Saints Philippe et Jacques, apôtres.

Je ne suis pas surpris de votre lettre. Je vous avoue que je l’attendais un peu, mais je pense que ces répugnances seront pour vous, un jour, un sujet de très profonde humiliation, lorsque cherchant à marcher sur les traces de Notre-Seigneur, vous penserez qu’après tout, pour s’unir à l’humanité, Notre-Seigneur a fait un peu plus de chemin du ciel jusqu’aux pêcheurs, que vous n’en auriez fait, de votre position à celle de mes pauvres enfants. Vous dirai-je, ma chère Marie, que j’attribue à ma faute votre découragement?
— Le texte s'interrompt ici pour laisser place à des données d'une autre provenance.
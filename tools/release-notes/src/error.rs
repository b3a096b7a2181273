//! Release notes errors

use std::path::PathBuf;
use thiserror::Error;

#[derive(Debug, Error)]
pub enum ReleaseError {
    /// A git invocation exited unsuccessfully
    #[error("git {command} failed: {stderr}")]
    Git { command: String, stderr: String },

    /// git could not be started at all
    #[error("failed to run git: {0}")]
    Spawn(#[source] std::io::Error),

    /// The pushed tag is not a version tag
    #[error("'{0}' is not a version tag (expected vX.Y.Z)")]
    InvalidTag(String),

    #[error("failed to write {path}: {source}")]
    Output {
        path: PathBuf,
        #[source]
        source: std::io::Error,
    },
}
Si j’avais su vous prêcher un peu plus d’exemple de la vraie vie apostolique, vous auriez un peu mieux compris la beauté de cette vie pour laquelle Notre-Seigneur commença par prendre d’abord des pêcheurs et des hommes grossiers, comme nous avons commencé par nos fileuses et nos montagnardes. Tout cela, je vous le répète, est fort simple à mes yeux, et je vous remercie de m’avoir parlé avec votre admirable franchise. Que vous étant attaché, comme je le suis, cela me fasse un peu souffrir, je mentirais si je vous disais le contraire. Mais voyez-vous, Marie, il y a quelqu’un que j’aime mille fois plus que vous, c’est Notre-Seigneur.